Check Point fine-tunes channel approach

Vendor pledges to up demand generation activities and highlights refresh opportunities for channel partners

Lowe: our partners are picking up more consulting and attached services revenue

Three years ago, Check Point was in turmoil as investors slammed the vendor’s lack of ambition and resellers branded its partner programme a mess.

Those concerns have slowly receded as the security vendor finally dipped into its war-chest to make some bold acquisitions and overhauled its whole approach to partnering.

Now the vendor -­ which posted a healthy 12 per cent annual growth in its most recent quarter ­- is seeking to build on the partner programme it launched two years ago with a series of fine-tunings.

Nick Lowe, managing director northern Europe, said although the heavy lifting had been completed, UK partners can expect some subtle changes in the coming months.

“The partner programme gave us a broad-brush landscape of how to deal with partners ­- if a partner has skills and can add value they will retain greater margin regardless of scale.

“We are now rolling out some programmes and operational resources that underpin that programme.”

In April, Check Point formed a six-strong UK team focused on prospecting for new opportunities in the 1,500-plus enterprise space on behalf of partners. Margins on those deals are then protected to prevent other resellers winning on price at the eleventh hour. About ten UK Platinum, Gold and Silver resellers have already profited from the scheme, which Lowe said had led to several six-figure projects being closed.

Lowe said Check Point will add to that team next year and extend its remit to cover non-managed partners.

“These were projects we never had visibility on a year ago,” said Lowe.

The initiative has also helped Check Point forge ties with a new breed of reseller, Lowe added.

“We are working with Silver partners horizontally and they are not our typical partners,” he said. “A number do datacentre consolidation and have skills in VMware and servers rather than security -but they are hearing that security is a common objection to why people do not deploy.”

Etienne Greeff, director of Check Point partner MIS, commended Check Point for taking a more collaborative approach to demand generation and deal registration.

“Traditionally, vendors’ direct touch teams are ambulance chasers. There is little effort to generate opportunity ­ rather the reseller calls them in at the end of the sales cycle to keep other resellers out of the deal. What we are seeing from Check Point is a more collaborative approach, rather than a partner-lead approach. We hope more vendors take this approach.”

Check Point recently unveiled Dimension Data as its first global Gold partner and Lowe indicated that several UK partners could also make the step up. “That will grow,” he said. “We are looking at whether they can provide the same value-add services look and feel in all our geographies.”

Check Point recently closed its acquisition of Nokia’s security business and, following the integration of the two product sets, Lowe claimed many customers are set to refresh.

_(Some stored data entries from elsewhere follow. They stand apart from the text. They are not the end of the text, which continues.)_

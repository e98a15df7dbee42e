// SPDX-License-Identifier: BUSL-1.1
// Copyright (c) 2026 Alfred Jean LLC

//! Master election over a well-known key
//!
//! Workers race `try_lock` on the key. The winner publishes a handle (how to
//! reach it) as the key's value and keeps the lock for as long as its client
//! stays connected. Everyone else reads the handle to find the master.

use serde::de::DeserializeOwned;
use serde::Serialize;
use tracing::info;

use crate::client::{ClientError, MutexClient};

/// Key contended by update workers
pub const UPDATE_MASTER_KEY: &str = "update-master";

/// Outcome of an election attempt
#[derive(Clone, Copy, Debug, PartialEq, Eq)]
pub enum Election {
    /// This client holds the key and has published its handle
    Master,
    /// Another connection holds the key
    Follower,
}

impl Election {
    pub fn is_master(self) -> bool {
        self == Election::Master
    }
}

/// Try once to become master of `key`, publishing `handle` on success.
pub async fn elect<T: Serialize>(
    client: &MutexClient,
    key: &str,
    handle: &T,
) -> Result<Election, ClientError> {
    if !client.try_lock(key).await? {
        return Ok(Election::Follower);
    }

    client.set_value_as(key, handle).await?;
    info!(key, endpoint = %client.endpoint(), "elected master");
    Ok(Election::Master)
}

/// Wait until `key` is free, take it and publish `handle`.
///
/// For followers that should take over when the current master goes away.
pub async fn campaign<T: Serialize>(
    client: &MutexClient,
    key: &str,
    handle: &T,
) -> Result<(), ClientError> {
    client.lock(key).await?;
    client.set_value_as(key, handle).await?;
    info!(key, endpoint = %client.endpoint(), "took over as master");
    Ok(())
}

/// Handle published by the current master, `None` if there is no master
pub async fn locate<T: DeserializeOwned>(
    client: &MutexClient,
    key: &str,
) -> Result<Option<T>, ClientError> {
    client.get_value_as(key).await
}

#[cfg(test)]
#[path = "election_tests.rs"]
mod tests;
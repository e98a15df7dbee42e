// SPDX-License-Identifier: BUSL-1.1
// Copyright (c) 2026 Alfred Jean LLC

//! Per-connection request handling and lifecycle
//!
//! A `Connection` binds every request to the server-assigned connection id.
//! `lock` requests that have to wait are parked in a task owned by the
//! connection; their reply is pushed onto the outgoing channel once granted.
//! Closing the connection always runs registry cleanup.

use std::sync::Arc;

use mx_core::{Acquire, ConnectionId, DisconnectSummary, MutexRegistry, RegistryError, TryAcquire};
use tokio::sync::mpsc;
use tokio::task::JoinSet;
use tracing::debug;

use crate::protocol::{ErrorKind, Request, RequestEnvelope, Response, ResponseEnvelope, PROTOCOL_VERSION};

/// Connection lifecycle: `Connecting → Open → Closing → Closed`
#[derive(Clone, Copy, Debug, PartialEq, Eq)]
pub enum ConnectionState {
    Connecting,
    Open,
    Closing,
    Closed,
}

pub struct Connection {
    id: ConnectionId,
    registry: Arc<MutexRegistry>,
    state: ConnectionState,
    /// Channel to the connection's writer, used for deferred lock grants
    replies: mpsc::UnboundedSender<ResponseEnvelope>,
    /// Suspended `lock` requests
    waits: JoinSet<()>,
}

impl Connection {
    pub fn new(
        id: ConnectionId,
        registry: Arc<MutexRegistry>,
        replies: mpsc::UnboundedSender<ResponseEnvelope>,
    ) -> Self {
        Self {
            id,
            registry,
            state: ConnectionState::Connecting,
            replies,
            waits: JoinSet::new(),
        }
    }

    pub fn id(&self) -> ConnectionId {
        self.id
    }

    pub fn state(&self) -> ConnectionState {
        self.state
    }

    /// Transport is established; start accepting requests
    pub fn open(&mut self) {
        if self.state == ConnectionState::Connecting {
            self.state = ConnectionState::Open;
        }
    }

    /// Stop accepting requests. Cleanup happens in `close`.
    pub fn begin_close(&mut self) {
        if matches!(self.state, ConnectionState::Connecting | ConnectionState::Open) {
            self.state = ConnectionState::Closing;
        }
    }

    /// Handle one request.
    ///
    /// Returns the reply for requests that complete immediately. A `lock` that
    /// has to wait returns `None`; its reply is sent on the replies channel
    /// when granted, and never if the connection closes first.
    pub fn handle(&mut self, envelope: RequestEnvelope) -> Option<ResponseEnvelope> {
        // Reap finished waits
        while self.waits.try_join_next().is_some() {}

        let RequestEnvelope { id, request } = envelope;

        if self.state != ConnectionState::Open {
            return Some(ResponseEnvelope {
                id,
                response: Response::error(
                    ErrorKind::ConnectionClosed,
                    format!("{} is not open", self.id),
                ),
            });
        }

        let response = match request {
            Request::Hello { version } => {
                if version == PROTOCOL_VERSION {
                    Response::Hello {
                        version: PROTOCOL_VERSION.to_string(),
                    }
                } else {
                    Response::error(
                        ErrorKind::BadRequest,
                        format!(
                            "unsupported protocol version {} (server speaks {})",
                            version, PROTOCOL_VERSION
                        ),
                    )
                }
            }

            Request::Ping => Response::Pong,

            Request::Lock { key } => match self.registry.acquire(&key, self.id) {
                Ok(Acquire::Granted) => Response::Ok,
                Ok(Acquire::Queued(grant)) => {
                    let replies = self.replies.clone();
                    let conn = self.id;
                    self.waits.spawn(async move {
                        if grant.granted().await {
                            debug!(%conn, key = %key, "lock granted after wait");
                            let _ = replies.send(ResponseEnvelope {
                                id,
                                response: Response::Ok,
                            });
                        }
                    });
                    return None;
                }
                Err(e) => registry_error(e),
            },

            Request::TryLock { key } => match self.registry.try_acquire(&key, self.id) {
                Ok(TryAcquire::Granted) => Response::TryLock { acquired: true },
                Ok(TryAcquire::Rejected) => Response::TryLock { acquired: false },
                Err(e) => registry_error(e),
            },

            Request::Unlock { key } => match self.registry.release(&key, self.id) {
                Ok(()) => Response::Ok,
                Err(e) => registry_error(e),
            },

            Request::SetValue { key, value } => {
                match self.registry.set_value(&key, self.id, value) {
                    Ok(()) => Response::Ok,
                    Err(e) => registry_error(e),
                }
            }

            Request::GetValue { key } => Response::Value {
                value: self.registry.get_value(&key),
            },
        };

        Some(ResponseEnvelope { id, response })
    }

    /// Enter `Closed`: release held keys, withdraw queued locks, stop waits.
    ///
    /// Runs for graceful closes, transport errors and server shutdown alike.
    pub async fn close(&mut self) -> DisconnectSummary {
        if self.state == ConnectionState::Closed {
            return DisconnectSummary::default();
        }
        self.state = ConnectionState::Closing;

        let summary = self.registry.on_disconnect(self.id);
        self.waits.shutdown().await;

        self.state = ConnectionState::Closed;
        summary
    }
}

fn registry_error(e: RegistryError) -> Response {
    let kind = match e {
        RegistryError::AlreadyHeld(_) => ErrorKind::AlreadyHeld,
        RegistryError::NotHolder(_) => ErrorKind::NotHolder,
    };
    Response::error(kind, e.to_string())
}

#[cfg(test)]
#[path = "connection_tests.rs"]
mod tests;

“When we announced the acquisition of Nokia, end users were asking what it meant for their future product decisions,” he explained. “We have published the pricing and direction and this has created an enormous demand for refresh of product.”

Greeff agreed: “Now there is certainty, that pent-up demand is coming into the market and we are having more conversations with customers on refresh.”

Jonathan Lassman, managing director of London-based Check Point partner NTS, said: “The channel needs to revisit all of their Check Point customers and impart their knowledge of its new firewall infrastructure.”

And Lowe maintained it is a good time to be a Check Point partner with strong value add skills.

“Our partners are picking up more consulting and attached services revenue, and end users are increasingly asking them to provide value-add services,” he said.

Mark Evans, marketing director at Check Point Silver partner Imerja, said: “Check Point is looking to grow its channel programme in a controlled way. Other vendors have fallen foul of allowing every man and his dog to be a partner, but Check Point has a strong channel model.”